Months of discovery showed that Deputy Sheriff Sumner had handcuffed another young plaintiff twice and had also handcuffed up to 20 other children. Nonetheless, Sheriff Charles Korzenborn of Kenton County declared, “I steadfastly stand behind Deputy Sumner.” The sheriff also said, on the record, that handcuffing children behind their backs was an acceptable practice for his deputies.
Law enforcement officers treat young students as if they were criminals instead of kids.
Yesterday, the court disagreed. Federal District Court Judge William O. Bertelsman found that the handcuffing of these two children was “an unconstitutional seizure and excessive force.” Judge Bertelsman also found, as a matter of law, that Kenton County is liable for the handcuffings.
Across the country, young children see more and more law enforcement in their schools. While the ostensible purpose of these SROs is to keep students safe, the actual effect has too often been the opposite. Law enforcement officers treat young students as if they were criminals instead of kids. Children are thrown to the floor for refusing a command, arrested for talking back, and handcuffed for temper tantrums. Statistics show that law enforcement are more likely to take these wildly inappropriate reactions if the child is a student of color with a disability.
These interactions traumatize students, make them hate school, and send them down the school to prison pipeline. And as we have seen too often, most courts are reluctant to interfere with law enforcement, even in cases where students are the victims of overly aggressive police tactics.
So Judge Bertelsman’s decision is a significant win. Not only did the court find that the sheriff’s office was wrong, the judge reached this decision at summary judgment, issuing a decision on these issues before the case even went to trial.

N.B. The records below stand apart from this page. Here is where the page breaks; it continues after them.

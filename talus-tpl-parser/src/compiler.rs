// MIT License
//
// Copyright (c) 2024 Jerome Johnson
//
// Permission is hereby granted, free of charge, to any person obtaining a copy
// of this software and associated documentation files (the "Software"), to deal
// in the Software without restriction, including without limitation the rights
// to use, copy, modify, merge, publish, distribute, sublicense, and/or sell
// copies of the Software, and to permit persons to whom the Software is
// furnished to do so, subject to the following conditions:
//
// The above copyright notice and this permission notice shall be included in all
// copies or substantial portions of the Software.
//
// THE SOFTWARE IS PROVIDED "AS IS", WITHOUT WARRANTY OF ANY KIND, EXPRESS OR
// IMPLIED, INCLUDING BUT NOT LIMITED TO THE WARRANTIES OF MERCHANTABILITY,
// FITNESS FOR A PARTICULAR PURPOSE AND NONINFRINGEMENT. IN NO EVENT SHALL THE
// AUTHORS OR COPYRIGHT HOLDERS BE LIABLE FOR ANY CLAIM, DAMAGES OR OTHER
// LIABILITY, WHETHER IN AN ACTION OF CONTRACT, TORT OR OTHERWISE, ARISING FROM,
// OUT OF OR IN CONNECTION WITH THE SOFTWARE OR THE USE OR OTHER DEALINGS IN THE
// SOFTWARE.


//! Template compiler
//!
//! The compiler runs the front end in a fixed order: comments and legacy tag
//! spellings are normalized, the lexer splits the source into text, print
//! constructs and tags, the parser builds a resolved tree, and code generation
//! flattens it into a [`Program`].
//!
//! ```rust
//! use talus_tpl_parser::{Builtins, Compiler, Options};
//!
//! let compiler = Compiler::new(Options::default());
//! let compiled = compiler.compile("Hello {NAME|ucfirst}!", &Builtins).unwrap();
//! assert_eq!(compiled.program.to_string(), "text(\"Hello \");print(ucfirst(NAME));text(\"!\");");
//! ```

use regex::Regex;
use serde::{Deserialize, Serialize};
use tracing::debug;

use crate::{
    codegen,
    error::{Result, Warning},
    expression::Scanner,
    filter::FilterCatalog,
    lexer::{Features, Lexer},
    normalize::Normalizer,
    parser::Parser,
    program::Program,
};

/// Compiler options
///
/// Every feature is on by default. Disabled features leave their syntax in the
/// output as literal text.
#[derive(Debug, Clone, PartialEq, Eq, Serialize, Deserialize)]
#[serde(default)]
pub struct Options {
    /// Filter chains: `{NAME|upper}`
    pub enable_filters: bool,
    /// `<include />` and `<require />` tags
    pub enable_inclusion: bool,
    /// `<if>`, `<elseif />`, `<else />`
    pub enable_conditions: bool,
    /// `{__NAME__}`
    pub enable_constants: bool,
    /// `<set>` tags
    pub enable_set_statements: bool,
    /// Prefix required on tag and attribute names, without the colon
    pub namespace_prefix: Option<String>,
    /// Drop whitespace-only text between two directives
    pub compact_whitespace: bool,
}

impl Default for Options {
    fn default() -> Self {
        Self {
            enable_filters: true,
            enable_inclusion: true,
            enable_conditions: true,
            enable_constants: true,
            enable_set_statements: true,
            namespace_prefix: None,
            compact_whitespace: false,
        }
    }
}

/// A compiled program with the diagnostics raised while compiling it
#[derive(Debug, Clone, PartialEq)]
pub struct Compiled {
    pub program: Program,
    pub warnings: Vec<Warning>,
}

pub struct Compiler {
    options: Options,
    namespace: String,
    normalizer: Normalizer,
    integer: Regex,
    include: Regex,
}

impl Compiler {
    pub fn new(options: Options) -> Self {
        let namespace = match options.namespace_prefix.as_deref() {
            Some(prefix) if !prefix.is_empty() => format!("{}:", prefix),
            _ => String::new(),
        };
        Self {
            normalizer: Normalizer::new(&namespace),
            integer: Regex::new("^[+-]?(0|[1-9][0-9]*)$").unwrap(),
            include: Regex::new(r#"^(?P<path>[^?{}"]+)(?:\?(?P<query>.*))?$"#).unwrap(),
            namespace,
            options,
        }
    }

    pub fn options(&self) -> &Options {
        &self.options
    }

    /// Compiles a template. Either the whole program is produced or nothing is.
    pub fn compile(&self, src: &str, catalog: &dyn FilterCatalog) -> Result<Compiled> {
        let normalized = self.normalizer.apply(src);
        let lexer = Lexer::new(
            Scanner {
                filters: self.options.enable_filters,
                constants: self.options.enable_constants,
            },
            Features {
                conditions: self.options.enable_conditions,
                inclusion: self.options.enable_inclusion,
                set_statements: self.options.enable_set_statements,
            },
            &self.namespace,
            &self.include,
        );
        let tokens = lexer.tokenize(&normalized)?;
        let (nodes, warnings) = Parser::new(tokens, catalog, &self.integer).parse()?;
        let program = Program {
            instructions: codegen::compact(codegen::emit(nodes), self.options.compact_whitespace),
        };
        debug!(
            instructions = program.len(),
            warnings = warnings.len(),
            "compiled template"
        );
        Ok(Compiled { program, warnings })
    }
}
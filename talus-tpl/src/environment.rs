//! Rendering environment
//!
//! The environment ties the collaborators together: a [`Loader`] for template
//! sources, a [`Cache`] for compiled programs, the [`Compiler`], the filter
//! registry and the condition evaluator.
//!
//! ```rust
//! use talus_tpl::{Context, Environment, MemoryLoader};
//!
//! let loader = MemoryLoader::new();
//! loader.insert("hello.html", "Hello {NAME|ucfirst}!");
//! let env = Environment::new(loader);
//! let mut context = Context::new();
//! context.set("NAME", "world");
//! assert_eq!(env.render("hello.html", &context).unwrap(), "Hello World!");
//! ```

use std::{
    cell::RefCell,
    collections::{HashMap, HashSet},
};

use indexmap::IndexMap;
use talus_tpl_parser::{Compiled, Compiler, Options, Program};
use tracing::debug;

use crate::{
    cache::{Cache, MemoryCache},
    condition::{ConditionEvaluator, DefaultConditions},
    context::Context,
    error::{Error, Result},
    filters::Filters,
    loader::Loader,
    render::Render,
    value::Binding,
    Precompiled,
};

pub struct Environment {
    loader: Box<dyn Loader>,
    cache: Box<dyn Cache>,
    compiler: Compiler,
    filters: Filters,
    conditions: Box<dyn ConditionEvaluator>,
    auto_filters: Vec<String>,
    precompiled: HashMap<String, Program>,
}

impl Environment {
    /// An environment with an in-memory cache, default options, the builtin
    /// filters and the default condition evaluator
    pub fn new(loader: impl Loader + 'static) -> Self {
        Self {
            loader: Box::new(loader),
            cache: Box::new(MemoryCache::new()),
            compiler: Compiler::new(Options::default()),
            filters: Filters::builtin(),
            conditions: Box::new(DefaultConditions),
            auto_filters: Vec::new(),
            precompiled: HashMap::new(),
        }
    }

    pub fn with_cache(mut self, cache: impl Cache + 'static) -> Self {
        self.cache = Box::new(cache);
        self
    }

    pub fn with_options(mut self, options: Options) -> Self {
        self.compiler = Compiler::new(options);
        self
    }

    pub fn with_filters(mut self, filters: Filters) -> Self {
        self.filters = filters;
        self
    }

    pub fn with_conditions(mut self, conditions: impl ConditionEvaluator + 'static) -> Self {
        self.conditions = Box::new(conditions);
        self
    }

    pub fn options(&self) -> &Options {
        self.compiler.options()
    }

    pub fn loader(&self) -> &dyn Loader {
        self.loader.as_ref()
    }

    pub fn filters(&self) -> &Filters {
        &self.filters
    }

    pub fn filters_mut(&mut self) -> &mut Filters {
        &mut self.filters
    }

    pub fn conditions(&self) -> &dyn ConditionEvaluator {
        self.conditions.as_ref()
    }

    /// Applies filter `name` to every string variable owned by the context before
    /// each render. Shared bindings are left alone.
    pub fn auto_filter(&mut self, name: &str) -> Result<&mut Self> {
        if !self.filters.exists(name) {
            return Err(Error::UnknownFilter(name.to_string()));
        }
        self.auto_filters.push(name.to_string());
        Ok(self)
    }

    /// Registers a program compiled ahead of time. It takes precedence over the
    /// loader for its name.
    pub fn preload(&mut self, precompiled: &Precompiled) -> Result<&mut Self> {
        self.precompiled
            .insert(precompiled.name.to_string(), precompiled.program()?);
        Ok(self)
    }

    pub fn compile_str(&self, source: &str) -> Result<Compiled> {
        Ok(self.compiler.compile(source, &self.filters)?)
    }

    /// The program for a template: preloaded, cached when the cache is at least as
    /// recent as the source, compiled and stored otherwise
    pub fn program(&self, name: &str) -> Result<Program> {
        if let Some(program) = self.precompiled.get(name) {
            return Ok(program.clone());
        }
        let id = self.loader.resolve_path(name).display().to_string();
        let modified = self.loader.last_modified(name)?;
        if self.cache.is_fresh(&id, modified) {
            if let Some(program) = self.cache.load(&id)? {
                debug!(template = name, "cache hit");
                return Ok(program);
            }
        }
        debug!(template = name, "cache miss");
        let program = self.compile_str(&self.loader.read(name)?)?.program;
        self.cache.store(&id, &program)?;
        Ok(program)
    }

    pub fn render(&self, name: &str, context: &Context) -> Result<String> {
        let program = self.program(name)?;
        self.execute(&program, context)
    }

    /// Renders an inline template; nothing is cached
    pub fn render_str(&self, source: &str, context: &Context) -> Result<String> {
        let program = self.compile_str(source)?.program;
        self.execute(&program, context)
    }

    pub fn execute(&self, program: &Program, context: &Context) -> Result<String> {
        let included = RefCell::new(HashSet::new());
        Render::new(self, context.constants(), context.blocks(), self.filtered(context)?, &included).execute(program)
    }

    fn filtered(&self, context: &Context) -> Result<IndexMap<String, Binding>> {
        let mut vars = context.vars().clone();
        if self.auto_filters.is_empty() {
            return Ok(vars);
        }
        for binding in vars.values_mut() {
            if let Binding::Owned(value) = binding {
                let mut filtered = std::mem::take(value);
                for name in &self.auto_filters {
                    filtered = filtered.try_map_strings(&mut |s| self.filters.invoke(name, &s, &[]))?;
                }
                *value = filtered;
            }
        }
        Ok(vars)
    }
}
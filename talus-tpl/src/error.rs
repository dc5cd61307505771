//! Runtime errors
//!
//! Compilation problems surface as [`Error::Syntax`]. Everything else is raised
//! while a program executes or while the environment fetches templates.

use thiserror::Error;

pub use talus_tpl_parser::SyntaxError;

/// Failures of the block context model
#[derive(Debug, Clone, PartialEq, Eq, Error)]
pub enum BlockError {
    /// A block was opened before one of its ancestors
    #[error("cannot open block \"{0}\": its parent block has no row")]
    UnknownParentBlock(String),
    /// A field missing from the current row of a block
    #[error("block variable \"{field}\" is not defined in block \"{path}\"")]
    UndefinedBlockVariable { path: String, field: String },
}

#[derive(Debug, Error)]
pub enum Error {
    #[error(transparent)]
    Syntax(#[from] SyntaxError),
    #[error("the template \"{0}\" doesn't exist")]
    MissingTemplate(String),
    #[error("the required template \"{0}\" doesn't exist, rendering is interrupted")]
    RequiredTemplate(String),
    #[error("the filter \"{0}\" doesn't exist")]
    UnknownFilter(String),
    #[error(transparent)]
    Block(#[from] BlockError),
    #[error("the constant \"{0}\" is not defined")]
    UndefinedConstant(String),
    #[error("filter \"{name}\" failed: {message}")]
    Filter { name: String, message: String },
    #[error("cannot evaluate condition \"{condition}\": {message}")]
    Condition { condition: String, message: String },
    #[error("inclusions nested deeper than {0} levels")]
    IncludeDepth(usize),
    #[error("i/o error on \"{path}\": {source}")]
    Io {
        path: String,
        #[source]
        source: std::io::Error,
    },
    #[error("invalid compiled template: {0}")]
    Artifact(#[from] serde_json::Error),
}

impl Error {
    pub(crate) fn io(path: impl AsRef<std::path::Path>, source: std::io::Error) -> Self {
        Error::Io {
            path: path.as_ref().display().to_string(),
            source,
        }
    }
}

pub type Result<T> = std::result::Result<T, Error>;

At this stage, the court has to give the sheriff the full benefit of the doubt — assuming that everything happened exactly as the deputy sheriff claimed. But even with this wide deference, the judge held the sheriff’s office liable and their actions unconstitutional. As Judge Bertelsman noted, even if SR swung an elbow at Officer Sumner, this “can hardly be considered a serious physical threat from an unarmed, 54-pound eight-year-old child.”
We couldn’t agree more.
In this decision, Judge Bertelsman has made schools safer for many children — and put a small crack in the school to prison pipeline.